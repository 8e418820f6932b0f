//! # Error Types
//!
//! Domain-specific error types for struk-core.
//!
//! ## Error Hierarchy
//! ```text
//! ┌─────────────────────────────────────────────────────────────────────────┐
//! │                         Error Types                                     │
//! │                                                                         │
//! │  struk-core errors (this file)                                          │
//! │  ├── CoreError        - Ledger state violations                         │
//! │  ├── ValidationError  - Line item input failures (inline, non-fatal)    │
//! │  └── CurrencyError    - Locale resolution (always recovered)            │
//! │                                                                         │
//! │  struk-issuer errors  └── IssueError   - Submission failures            │
//! │  struk-export errors  └── ExportError  - Snapshot failures              │
//! │                                                                         │
//! │  Session (app)        └── ApiError     - What the banner shows          │
//! │                                                                         │
//! │  Flow: ValidationError → CoreError → ApiError → Banner                  │
//! └─────────────────────────────────────────────────────────────────────────┘
//! ```

use thiserror::Error;

// =============================================================================
// Core Error
// =============================================================================

/// Ledger errors.
#[derive(Debug, Clone, PartialEq, Eq, Error)]
pub enum CoreError {
    /// The draft is read-only because a receipt has been issued for it.
    ///
    /// ## When This Occurs
    /// - Adding/removing items or editing metadata after a successful submit
    /// - Submitting a second time without a reset
    #[error("Receipt already issued; reset to start a new one")]
    ReceiptConfirmed,

    /// Validation error (wraps ValidationError).
    #[error(transparent)]
    Validation(#[from] ValidationError),
}

// =============================================================================
// Validation Error
// =============================================================================

/// Line item input errors.
///
/// Surfaced inline next to the form and cleared by the next successful edit.
#[derive(Debug, Clone, PartialEq, Eq, Error)]
pub enum ValidationError {
    /// Item name is empty after trimming.
    #[error("Item name is required")]
    EmptyName,

    /// Unit price is not a finite number.
    #[error("Price must be a number, got '{input}'")]
    InvalidPrice { input: String },
}

// =============================================================================
// Currency Error
// =============================================================================

/// Locale-aware formatting failures.
///
/// Never reaches the user: the formatter falls back to manual grouping.
#[derive(Debug, Clone, PartialEq, Eq, Error)]
pub enum CurrencyError {
    #[error("Unknown locale: {locale}")]
    UnknownLocale { locale: String },
}

// =============================================================================
// Result Type Alias
// =============================================================================

/// Convenience type alias for Results with CoreError.
pub type CoreResult<T> = Result<T, CoreError>;
//! # Backend Configuration
//!
//! Where the receipt service lives and how patient the client is.
//!
//! ## Configuration Sources
//! ```text
//! ┌─────────────────────────────────────────────────────────────────────────┐
//! │                    Configuration Priority                               │
//! │                                                                         │
//! │  1. Environment Variables (highest priority)                           │
//! │     STRUK_BACKEND_URL=https://struk.example.com                        │
//! │                                                                         │
//! │  2. TOML Config File ([backend] section, loaded by the app)            │
//! │                                                                         │
//! │  3. Default Values (lowest priority)                                   │
//! │     http://localhost:8000 (local development service)                  │
//! └─────────────────────────────────────────────────────────────────────────┘
//! ```
//!
//! ## Configuration File Format
//! ```toml
//! [backend]
//! base_url = "http://localhost:8000"
//! connect_timeout_secs = 10
//! # request_timeout_secs = 30   # unset: no overall submission timeout
//! ```

use serde::{Deserialize, Serialize};
use tracing::debug;
use url::Url;

use crate::error::{IssueError, IssueResult};

/// Local development default for the receipt service.
pub const DEFAULT_BACKEND_URL: &str = "http://localhost:8000";

/// Environment variable overriding the backend URL.
pub const BACKEND_URL_ENV: &str = "STRUK_BACKEND_URL";

/// Path of the receipt-issuing endpoint.
pub const RECEIPTS_PATH: &str = "/api/receipts";

/// Receipt service connection settings.
#[derive(Debug, Clone, PartialEq, Eq, Serialize, Deserialize)]
pub struct IssuerConfig {
    /// Base URL of the receipt service, without the `/api/...` path.
    #[serde(default = "default_base_url")]
    pub base_url: String,

    /// TCP connect timeout (seconds).
    #[serde(default = "default_connect_timeout")]
    pub connect_timeout_secs: u64,

    /// Overall request timeout (seconds). `None` leaves it to the transport.
    #[serde(default)]
    pub request_timeout_secs: Option<u64>,
}

fn default_base_url() -> String {
    DEFAULT_BACKEND_URL.to_string()
}

fn default_connect_timeout() -> u64 {
    10
}

impl Default for IssuerConfig {
    fn default() -> Self {
        IssuerConfig {
            base_url: default_base_url(),
            connect_timeout_secs: default_connect_timeout(),
            request_timeout_secs: None,
        }
    }
}

impl IssuerConfig {
    /// Creates a config pointing at `base_url` with default timeouts.
    pub fn with_base_url(base_url: impl Into<String>) -> Self {
        IssuerConfig {
            base_url: base_url.into(),
            ..Self::default()
        }
    }

    /// Applies environment variable overrides.
    pub fn apply_env_overrides(&mut self) {
        if let Ok(url) = std::env::var(BACKEND_URL_ENV) {
            if !url.trim().is_empty() {
                debug!(url = %url, "Overriding backend URL from environment");
                self.base_url = url.trim().to_string();
            }
        }
    }

    /// Validates the configuration.
    pub fn validate(&self) -> IssueResult<()> {
        let url = Url::parse(self.base_url.trim()).map_err(|e| {
            IssueError::InvalidConfig(format!("backend URL '{}': {}", self.base_url, e))
        })?;

        if !matches!(url.scheme(), "http" | "https") {
            return Err(IssueError::InvalidConfig(format!(
                "backend URL must start with http:// or https://, got: {}",
                self.base_url
            )));
        }

        if self.request_timeout_secs == Some(0) {
            return Err(IssueError::InvalidConfig(
                "request_timeout_secs must be greater than 0".into(),
            ));
        }

        Ok(())
    }

    /// Base URL without trailing slashes.
    pub fn base(&self) -> &str {
        self.base_url.trim().trim_end_matches('/')
    }

    /// Full URL of the receipt-issuing endpoint.
    pub fn receipts_url(&self) -> String {
        format!("{}{}", self.base(), RECEIPTS_PATH)
    }
}

#[cfg(test)]
mod tests {
    use super::*;

    #[test]
    fn test_default_config() {
        let config = IssuerConfig::default();
        assert_eq!(config.base_url, "http://localhost:8000");
        assert_eq!(config.request_timeout_secs, None);
        assert!(config.validate().is_ok());
    }

    #[test]
    fn test_receipts_url_ignores_trailing_slash() {
        let config = IssuerConfig::with_base_url("https://struk.example.com/");
        assert_eq!(config.receipts_url(), "https://struk.example.com/api/receipts");
    }

    #[test]
    fn test_config_validation() {
        let mut config = IssuerConfig::with_base_url("not a url");
        assert!(config.validate().is_err());

        config.base_url = "ws://localhost:8000".to_string();
        assert!(config.validate().is_err());

        config.base_url = "https://struk.example.com".to_string();
        assert!(config.validate().is_ok());

        config.request_timeout_secs = Some(0);
        assert!(config.validate().is_err());
    }

    #[test]
    fn test_missing_fields_use_defaults() {
        let config: IssuerConfig = serde_json::from_str("{}").unwrap();
        assert_eq!(config, IssuerConfig::default());
    }
}
//! Report analysis endpoint.

use axum::extract::rejection::JsonRejection;
use axum::extract::State;
use axum::response::IntoResponse;
use axum::Json;

use crate::api::error::ApiError;
use crate::api::types::{AnalyzeRequest, ApiContext};
use crate::pipeline::extraction::{
    analyze_with_fallback, DeterministicAnalyzer, ExternalResponseAnalyzer, ReportAnalyzer,
};

/// Response header naming the analyzer that produced the body.
pub const SOURCE_HEADER: &str = "x-analysis-source";

/// `POST /api/reports/analyze`: validate the caller's external result if
/// one is supplied, otherwise run the extraction pipeline over the text.
pub async fn analyze(
    State(ctx): State<ApiContext>,
    payload: Result<Json<AnalyzeRequest>, JsonRejection>,
) -> Result<impl IntoResponse, ApiError> {
    let limit = ctx.config.max_text_bytes;
    let Json(request) = payload.map_err(|r| ApiError::from_json_rejection(r, limit))?;

    let external_bytes = request.external_result.as_ref().map_or(0, String::len);
    if request.text.len() > limit || external_bytes > limit {
        return Err(ApiError::PayloadTooLarge { limit });
    }

    let fallback = DeterministicAnalyzer::new(ctx.resolve_profile(request.profile.as_deref())?);
    let text_bytes = request.text.len();

    // Regex passes over large text are CPU-bound; keep them off the reactor.
    let analysis = tokio::task::spawn_blocking(move || {
        let primary = request.external_result.map(ExternalResponseAnalyzer::new);
        analyze_with_fallback(
            primary.as_ref().map(|a| a as &dyn ReportAnalyzer),
            &fallback,
            &request.text,
        )
    })
    .await?;

    tracing::info!(
        profile = %fallback.profile,
        source = analysis.source.as_str(),
        text_bytes,
        parameters = analysis.result.parameters.len(),
        score = analysis.result.health_score,
        "Report analyzed"
    );

    Ok((
        [(SOURCE_HEADER, analysis.source.as_str())],
        Json(analysis.result),
    ))
}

> About this exercise
Transcribe the records from their first line. Stop after the line with "use thiserror::Error;", including it.

> Exercise output
repository 8e418820f6932b0f
//! # Error Types
//!
//! Domain-specific error types for struk-core.
//!
//! ## Error Hierarchy
//! ```text
//! ┌─────────────────────────────────────────────────────────────────────────┐
//! │                         Error Types                                     │
//! │                                                                         │
//! │  struk-core errors (this file)                                          │
//! │  ├── CoreError        - Ledger state violations                         │
//! │  ├── ValidationError  - Line item input failures (inline, non-fatal)    │
//! │  └── CurrencyError    - Locale resolution (always recovered)            │
//! │                                                                         │
//! │  struk-issuer errors  └── IssueError   - Submission failures            │
//! │  struk-export errors  └── ExportError  - Snapshot failures              │
//! │                                                                         │
//! │  Session (app)        └── ApiError     - What the banner shows          │
//! │                                                                         │
//! │  Flow: ValidationError → CoreError → ApiError → Banner                  │
//! └─────────────────────────────────────────────────────────────────────────┘
//! ```

use thiserror::Error;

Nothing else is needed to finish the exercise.